2019年に同社は1on1を導入しました。1on1導入の目的は「上司と部下のコミュニケーションを解消」「チームメンバーのケア」「心理的安全性の確保」です。1on1では、上司が一方的に話すのではなく、メンバーに気づきを与える効果的な質問をして成長を支援して、従業員エンゲージメント向上に成功しています。
同社が1on1で心理的安全性を作れている理由は、面談を実施する上司にマネジメント研修(傾聴・共感・コーチング)を受講させたからです。部下をマネジメントする方法を学んだ上司が適切な方法で1on1を実施しているため、心理的安全性作りに成功しています。
・株式会社メルカリ
出典元:『株式会社メルカリ』
株式会社メルカリは、フリマアプリ「メルカリ」を運営している会社です。同社は「仕事をしなければならない」という状況を「仕事をしたい」という状況にしようと試みています。従業員のエンゲージを上げることをミッションにしている同社では、ピアボーナス制度が導入されています。
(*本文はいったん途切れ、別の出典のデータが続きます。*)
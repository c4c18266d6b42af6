// 该文件是 Reli （热力） 项目的一部分。
// src/overlay.rs - 检测结果叠加层
//
// 本文件根据 Apache 许可证第 2.0 版（以下简称“许可证”）授权使用；
// 除非遵守该许可证条款，否则您不得使用本文件。
// 您可通过以下网址获取许可证副本：
// http://www.apache.org/licenses/LICENSE-2.0
// 除非适用法律要求或书面同意，根据本许可协议分发的软件均按“原样”提供，
// 不附带任何形式的明示或暗示的保证或条件。
// 有关许可权限与限制的具体条款，请参阅本许可协议。
//
// Copyright (C) 2026 Johann Li <me@qinka.pro>, Wareless Group

use image::{Rgb, RgbImage};
use imageproc::drawing::{draw_filled_circle_mut, draw_line_segment_mut};
use nalgebra::Point2;

/// 视图坐标下的四边形轮廓：左上、右上、右下、左下
pub type Outline = [Point2<f32>; 4];

const CANDIDATE_COLOR: [u8; 3] = [255, 255, 0]; // 黄色
const SELECTED_COLOR: [u8; 3] = [255, 0, 0]; // 红色
const CORNER_COLORS: [[u8; 3]; 4] = [[255, 0, 0], [0, 255, 0], [0, 0, 255], [255, 255, 0]];
const CORNER_RADIUS: i32 = 5;
const LINE_THICKNESS: i32 = 2;

#[derive(Debug, Clone, PartialEq)]
pub enum OverlayUpdate {
  /// 替换候选轮廓，同时清掉旧的选中轮廓
  Candidates(Vec<Outline>),
  /// 显示选中轮廓，候选轮廓随之移除
  Selected(Outline),
  Clear,
}

#[derive(Debug, Clone, Default)]
pub struct Overlay {
  candidates: Vec<Outline>,
  selected: Option<Outline>,
}

impl Overlay {
  pub fn apply(&mut self, update: OverlayUpdate) {
    match update {
      OverlayUpdate::Candidates(outlines) => {
        self.candidates = outlines;
        self.selected = None;
      }
      OverlayUpdate::Selected(outline) => {
        self.candidates.clear();
        self.selected = Some(outline);
      }
      OverlayUpdate::Clear => {
        self.candidates.clear();
        self.selected = None;
      }
    }
  }

  pub fn clear_selected(&mut self) {
    self.selected = None;
  }

  pub fn candidates(&self) -> &[Outline] {
    &self.candidates
  }

  pub fn selected(&self) -> Option<&Outline> {
    self.selected.as_ref()
  }

  pub fn is_empty(&self) -> bool {
    self.candidates.is_empty() && self.selected.is_none()
  }

  /// 把叠加层画到画布上，画布像素坐标即视图坐标
  pub fn draw(&self, canvas: &mut RgbImage) {
    for outline in &self.candidates {
      draw_outline(canvas, outline, CANDIDATE_COLOR);
    }
    if let Some(outline) = &self.selected {
      draw_outline(canvas, outline, SELECTED_COLOR);
    }
  }
}

fn draw_outline(canvas: &mut RgbImage, outline: &Outline, color: [u8; 3]) {
  for i in 0..4 {
    let a = outline[i];
    let b = outline[(i + 1) % 4];
    // 加粗
    for t in 0..LINE_THICKNESS {
      let d = t as f32;
      draw_line_segment_mut(canvas, (a.x + d, a.y + d), (b.x + d, b.y + d), Rgb(color));
    }
  }
  for (corner, color) in outline.iter().zip(CORNER_COLORS) {
    draw_filled_circle_mut(
      canvas,
      (corner.x.round() as i32, corner.y.round() as i32),
      CORNER_RADIUS,
      Rgb(color),
    );
  }
}

#[cfg(test)]
mod tests {
  use super::*;

  fn square(x: f32) -> Outline {
    [
      Point2::new(x, x),
      Point2::new(x + 20.0, x),
      Point2::new(x + 20.0, x + 20.0),
      Point2::new(x, x + 20.0),
    ]
  }

  #[test]
  fn selecting_discards_candidate_outlines() {
    let mut overlay = Overlay::default();
    overlay.apply(OverlayUpdate::Candidates(vec![square(2.0), square(30.0)]));
    assert_eq!(overlay.candidates().len(), 2);
    overlay.apply(OverlayUpdate::Selected(square(2.0)));
    assert!(overlay.candidates().is_empty());
    assert!(overlay.selected().is_some());
    overlay.apply(OverlayUpdate::Candidates(Vec::new()));
    assert!(overlay.is_empty());
  }

  #[test]
  fn selected_outline_is_drawn_red_with_corner_markers() {
    let mut overlay = Overlay::default();
    overlay.apply(OverlayUpdate::Selected(square(10.0)));
    let mut canvas = RgbImage::new(64, 64);
    overlay.draw(&mut canvas);
    assert_eq!(canvas.get_pixel(20, 10), &Rgb(SELECTED_COLOR));
    assert_eq!(canvas.get_pixel(30, 30), &Rgb(CORNER_COLORS[2]));
    assert_eq!(canvas.get_pixel(20, 20), &Rgb([0, 0, 0]));
  }
}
ピアボーナスとは、従業員同士がお互いの仕事ぶりに対してインセンティブ(メルチップ)を送る制度をいいます。「仕事を手伝ってくれてありがとう」「あなたの仕事ぶりを尊敬しているよ」という意味合いでメルチップを送り合うことで、信頼関係の醸成、モチベーション向上を促しているのです。
出典元:『Google』
Googleはインターネット関連サービスを提供しているIT企業です。Googleでは心理的安全性を作るために以下の取り組みがされています。
- 1on1…上司と部下の信頼関係を作る
- OKR…目標達成で自信を付けさせる
- ピアボーナス…感謝の気持ちを伝え合い信頼関係を作る
Googleが取り組んだことで、多くの企業が心理的安全性に注目し始めました。そのため、Googleの取り組みは覚えておくと良いでしょう。
◆まとめ
心理的安全性とは、チームの中で自分の意見や気持ちを誰にでも見せられる状態をいいます。2015年にGoogleが「チームの生産性で最も重要な因子は心理的安全性である」と発表して大きくの企業に注目されるようになりました。
心理的安全性が低い職場で働く従業員は「無知だと思われないか?」「無能だと思われないか?」などの不安を抱えています。このような不安を払拭することで、従業員が積極的に意見を言ったり、能動的に行動できるようになったりするのです。
この記事では、心理的安全性の作り方をご紹介しました。この記事を参考にしながら心理的安全性を高めてみてください。